Each line with the string "Duration" is to be copied from the records below.

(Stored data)
=== Section Start ===

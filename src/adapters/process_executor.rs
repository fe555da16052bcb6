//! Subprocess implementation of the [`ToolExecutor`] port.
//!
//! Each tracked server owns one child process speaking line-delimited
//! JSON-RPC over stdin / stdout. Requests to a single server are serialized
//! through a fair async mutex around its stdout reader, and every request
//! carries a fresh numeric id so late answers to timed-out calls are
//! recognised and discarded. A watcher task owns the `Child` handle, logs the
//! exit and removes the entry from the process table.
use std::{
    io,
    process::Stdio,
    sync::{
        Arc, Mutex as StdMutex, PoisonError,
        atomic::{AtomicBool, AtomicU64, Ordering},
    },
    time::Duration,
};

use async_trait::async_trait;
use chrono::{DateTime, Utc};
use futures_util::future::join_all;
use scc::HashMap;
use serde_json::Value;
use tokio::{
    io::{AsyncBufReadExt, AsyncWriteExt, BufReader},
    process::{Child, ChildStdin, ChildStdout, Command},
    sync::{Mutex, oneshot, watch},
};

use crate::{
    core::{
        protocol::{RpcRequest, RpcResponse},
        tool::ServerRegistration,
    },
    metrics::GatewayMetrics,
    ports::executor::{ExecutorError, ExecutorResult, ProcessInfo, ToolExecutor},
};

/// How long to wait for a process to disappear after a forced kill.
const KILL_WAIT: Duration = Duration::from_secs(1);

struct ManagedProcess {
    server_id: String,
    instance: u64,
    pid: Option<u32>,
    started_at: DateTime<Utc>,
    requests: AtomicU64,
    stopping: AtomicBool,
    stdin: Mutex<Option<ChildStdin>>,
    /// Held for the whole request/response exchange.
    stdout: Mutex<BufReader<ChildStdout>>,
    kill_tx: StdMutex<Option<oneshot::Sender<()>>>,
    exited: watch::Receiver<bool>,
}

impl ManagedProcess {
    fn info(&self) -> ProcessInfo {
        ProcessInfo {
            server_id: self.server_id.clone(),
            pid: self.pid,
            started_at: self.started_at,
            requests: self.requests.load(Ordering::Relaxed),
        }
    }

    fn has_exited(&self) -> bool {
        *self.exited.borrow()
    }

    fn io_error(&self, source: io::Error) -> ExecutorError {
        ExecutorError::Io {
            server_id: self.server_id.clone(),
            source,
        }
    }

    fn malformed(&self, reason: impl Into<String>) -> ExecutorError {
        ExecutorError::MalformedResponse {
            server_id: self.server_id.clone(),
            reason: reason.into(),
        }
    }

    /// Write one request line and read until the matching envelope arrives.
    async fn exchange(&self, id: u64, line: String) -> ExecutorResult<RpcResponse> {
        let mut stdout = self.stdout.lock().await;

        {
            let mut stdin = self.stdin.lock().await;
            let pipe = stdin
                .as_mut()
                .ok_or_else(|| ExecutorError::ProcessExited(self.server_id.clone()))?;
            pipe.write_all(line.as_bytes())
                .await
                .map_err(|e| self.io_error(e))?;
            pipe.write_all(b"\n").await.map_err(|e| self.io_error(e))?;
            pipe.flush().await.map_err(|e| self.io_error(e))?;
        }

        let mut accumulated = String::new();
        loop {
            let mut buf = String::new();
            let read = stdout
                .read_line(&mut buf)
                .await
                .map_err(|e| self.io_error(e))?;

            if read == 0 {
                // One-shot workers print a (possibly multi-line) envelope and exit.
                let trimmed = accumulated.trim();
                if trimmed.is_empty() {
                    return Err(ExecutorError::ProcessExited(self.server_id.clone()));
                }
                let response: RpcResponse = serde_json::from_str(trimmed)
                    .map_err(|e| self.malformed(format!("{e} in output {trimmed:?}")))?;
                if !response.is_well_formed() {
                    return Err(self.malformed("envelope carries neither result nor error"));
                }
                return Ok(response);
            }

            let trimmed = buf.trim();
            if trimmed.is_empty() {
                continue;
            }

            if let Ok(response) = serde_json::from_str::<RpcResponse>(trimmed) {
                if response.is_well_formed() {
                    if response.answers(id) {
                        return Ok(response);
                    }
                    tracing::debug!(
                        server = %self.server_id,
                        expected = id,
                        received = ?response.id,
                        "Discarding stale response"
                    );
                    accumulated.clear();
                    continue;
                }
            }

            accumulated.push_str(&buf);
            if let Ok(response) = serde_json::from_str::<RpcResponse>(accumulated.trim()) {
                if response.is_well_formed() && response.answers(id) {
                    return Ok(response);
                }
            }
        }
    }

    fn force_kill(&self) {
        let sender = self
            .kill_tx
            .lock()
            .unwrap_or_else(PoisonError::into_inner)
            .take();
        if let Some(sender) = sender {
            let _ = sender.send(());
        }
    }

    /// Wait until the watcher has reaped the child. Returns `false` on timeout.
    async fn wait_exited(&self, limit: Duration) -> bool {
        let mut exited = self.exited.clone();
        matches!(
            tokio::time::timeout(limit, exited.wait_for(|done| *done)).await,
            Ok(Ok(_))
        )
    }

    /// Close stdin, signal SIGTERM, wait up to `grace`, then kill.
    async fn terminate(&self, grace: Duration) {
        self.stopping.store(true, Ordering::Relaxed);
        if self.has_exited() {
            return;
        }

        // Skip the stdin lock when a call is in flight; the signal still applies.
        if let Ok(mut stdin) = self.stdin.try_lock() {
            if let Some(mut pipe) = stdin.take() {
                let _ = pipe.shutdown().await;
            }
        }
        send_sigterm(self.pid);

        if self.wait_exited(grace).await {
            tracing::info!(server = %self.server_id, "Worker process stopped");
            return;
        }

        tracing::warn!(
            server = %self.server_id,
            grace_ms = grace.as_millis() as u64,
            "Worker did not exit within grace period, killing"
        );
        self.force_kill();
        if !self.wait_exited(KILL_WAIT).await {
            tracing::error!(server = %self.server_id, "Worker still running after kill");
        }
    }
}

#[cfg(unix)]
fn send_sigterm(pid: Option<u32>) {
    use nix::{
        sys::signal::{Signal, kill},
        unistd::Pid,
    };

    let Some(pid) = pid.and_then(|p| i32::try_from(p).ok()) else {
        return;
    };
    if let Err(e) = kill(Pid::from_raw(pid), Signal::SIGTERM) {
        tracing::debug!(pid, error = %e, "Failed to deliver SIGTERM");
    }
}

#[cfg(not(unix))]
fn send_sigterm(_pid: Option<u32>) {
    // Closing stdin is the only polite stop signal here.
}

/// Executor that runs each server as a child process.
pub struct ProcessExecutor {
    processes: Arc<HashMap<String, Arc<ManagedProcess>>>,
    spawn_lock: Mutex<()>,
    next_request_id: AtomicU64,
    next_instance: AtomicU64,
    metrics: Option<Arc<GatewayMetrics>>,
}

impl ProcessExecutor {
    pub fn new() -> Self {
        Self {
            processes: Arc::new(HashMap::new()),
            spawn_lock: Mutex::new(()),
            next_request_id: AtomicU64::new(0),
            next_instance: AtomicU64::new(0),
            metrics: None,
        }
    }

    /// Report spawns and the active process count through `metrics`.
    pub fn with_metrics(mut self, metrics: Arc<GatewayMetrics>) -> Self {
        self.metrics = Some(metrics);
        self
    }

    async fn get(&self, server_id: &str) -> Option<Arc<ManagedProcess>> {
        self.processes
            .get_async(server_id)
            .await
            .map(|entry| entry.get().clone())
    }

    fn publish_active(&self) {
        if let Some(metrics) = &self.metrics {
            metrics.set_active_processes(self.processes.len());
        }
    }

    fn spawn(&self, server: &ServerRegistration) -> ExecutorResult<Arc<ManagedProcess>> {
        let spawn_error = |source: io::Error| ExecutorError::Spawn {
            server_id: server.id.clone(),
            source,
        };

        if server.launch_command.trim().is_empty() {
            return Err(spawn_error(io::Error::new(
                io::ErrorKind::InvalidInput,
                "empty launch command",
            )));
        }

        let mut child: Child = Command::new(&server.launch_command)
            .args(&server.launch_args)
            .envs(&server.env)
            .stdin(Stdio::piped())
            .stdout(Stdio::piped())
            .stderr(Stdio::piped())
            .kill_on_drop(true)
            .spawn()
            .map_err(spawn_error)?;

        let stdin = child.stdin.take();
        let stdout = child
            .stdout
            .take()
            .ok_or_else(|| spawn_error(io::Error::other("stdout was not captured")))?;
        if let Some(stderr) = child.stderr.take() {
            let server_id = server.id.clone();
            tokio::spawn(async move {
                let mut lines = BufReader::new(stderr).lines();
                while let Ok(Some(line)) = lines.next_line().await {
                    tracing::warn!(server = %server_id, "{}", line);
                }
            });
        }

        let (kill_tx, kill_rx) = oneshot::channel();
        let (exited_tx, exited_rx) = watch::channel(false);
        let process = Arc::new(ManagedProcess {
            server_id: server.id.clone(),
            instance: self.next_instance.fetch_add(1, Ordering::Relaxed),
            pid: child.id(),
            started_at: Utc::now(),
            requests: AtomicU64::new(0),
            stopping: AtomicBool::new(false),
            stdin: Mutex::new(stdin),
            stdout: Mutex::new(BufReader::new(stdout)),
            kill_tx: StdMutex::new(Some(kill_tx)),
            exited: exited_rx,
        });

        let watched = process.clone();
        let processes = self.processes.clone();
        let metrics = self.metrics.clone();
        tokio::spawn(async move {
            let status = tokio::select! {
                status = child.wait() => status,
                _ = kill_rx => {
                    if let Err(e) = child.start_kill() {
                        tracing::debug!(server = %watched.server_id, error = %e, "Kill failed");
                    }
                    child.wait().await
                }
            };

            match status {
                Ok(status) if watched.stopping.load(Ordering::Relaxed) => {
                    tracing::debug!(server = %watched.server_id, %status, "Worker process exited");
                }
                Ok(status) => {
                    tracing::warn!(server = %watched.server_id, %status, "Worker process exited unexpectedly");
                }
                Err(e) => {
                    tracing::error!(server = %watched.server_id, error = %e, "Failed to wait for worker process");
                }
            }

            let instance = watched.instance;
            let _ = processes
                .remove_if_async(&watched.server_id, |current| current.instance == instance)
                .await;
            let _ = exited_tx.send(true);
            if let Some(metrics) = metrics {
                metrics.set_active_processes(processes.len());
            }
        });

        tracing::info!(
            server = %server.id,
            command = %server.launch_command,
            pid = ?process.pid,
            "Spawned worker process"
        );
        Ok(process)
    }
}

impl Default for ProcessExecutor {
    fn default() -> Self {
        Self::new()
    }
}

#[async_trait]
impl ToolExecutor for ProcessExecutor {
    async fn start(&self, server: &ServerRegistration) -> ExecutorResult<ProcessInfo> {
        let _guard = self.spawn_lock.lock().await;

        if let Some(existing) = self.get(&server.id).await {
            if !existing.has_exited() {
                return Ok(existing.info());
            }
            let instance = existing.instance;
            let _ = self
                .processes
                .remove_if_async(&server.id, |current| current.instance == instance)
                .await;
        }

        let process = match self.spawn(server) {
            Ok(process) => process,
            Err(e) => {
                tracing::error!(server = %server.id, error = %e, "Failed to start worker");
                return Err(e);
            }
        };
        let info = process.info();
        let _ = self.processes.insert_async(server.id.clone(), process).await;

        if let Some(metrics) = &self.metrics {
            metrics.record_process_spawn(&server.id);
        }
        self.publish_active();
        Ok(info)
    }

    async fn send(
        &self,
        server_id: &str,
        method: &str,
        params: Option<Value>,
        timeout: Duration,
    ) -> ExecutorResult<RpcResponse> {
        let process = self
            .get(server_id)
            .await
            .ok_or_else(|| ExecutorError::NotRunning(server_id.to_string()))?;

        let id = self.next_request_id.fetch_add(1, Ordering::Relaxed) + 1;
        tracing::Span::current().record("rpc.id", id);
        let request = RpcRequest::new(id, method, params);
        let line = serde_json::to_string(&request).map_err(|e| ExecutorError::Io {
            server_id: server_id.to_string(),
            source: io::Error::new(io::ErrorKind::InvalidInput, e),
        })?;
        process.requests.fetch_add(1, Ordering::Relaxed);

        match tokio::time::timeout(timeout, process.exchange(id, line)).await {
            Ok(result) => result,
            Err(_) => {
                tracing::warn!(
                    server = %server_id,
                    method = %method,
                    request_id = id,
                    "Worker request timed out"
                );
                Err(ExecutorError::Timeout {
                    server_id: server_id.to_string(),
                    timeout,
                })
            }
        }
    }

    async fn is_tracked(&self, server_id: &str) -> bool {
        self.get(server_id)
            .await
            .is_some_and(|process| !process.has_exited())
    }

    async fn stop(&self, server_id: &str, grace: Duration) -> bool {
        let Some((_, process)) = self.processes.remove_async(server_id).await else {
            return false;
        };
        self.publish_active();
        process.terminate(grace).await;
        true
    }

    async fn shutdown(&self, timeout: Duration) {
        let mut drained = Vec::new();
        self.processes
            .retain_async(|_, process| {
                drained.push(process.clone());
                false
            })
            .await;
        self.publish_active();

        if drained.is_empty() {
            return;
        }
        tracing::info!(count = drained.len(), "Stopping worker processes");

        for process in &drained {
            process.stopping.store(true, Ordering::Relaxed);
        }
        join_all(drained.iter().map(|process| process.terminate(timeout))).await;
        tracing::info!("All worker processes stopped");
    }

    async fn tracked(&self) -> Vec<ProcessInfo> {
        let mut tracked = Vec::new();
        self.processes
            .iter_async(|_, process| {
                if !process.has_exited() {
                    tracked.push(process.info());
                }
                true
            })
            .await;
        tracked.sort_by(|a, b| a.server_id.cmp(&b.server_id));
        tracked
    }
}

=== Section End ===

- [FINAL ANSWER]
    time::Duration,
const KILL_WAIT: Duration = Duration::from_secs(1);
    async fn wait_exited(&self, limit: Duration) -> bool {
    async fn terminate(&self, grace: Duration) {
        timeout: Duration,
    async fn stop(&self, server_id: &str, grace: Duration) -> bool {
    async fn shutdown(&self, timeout: Duration) {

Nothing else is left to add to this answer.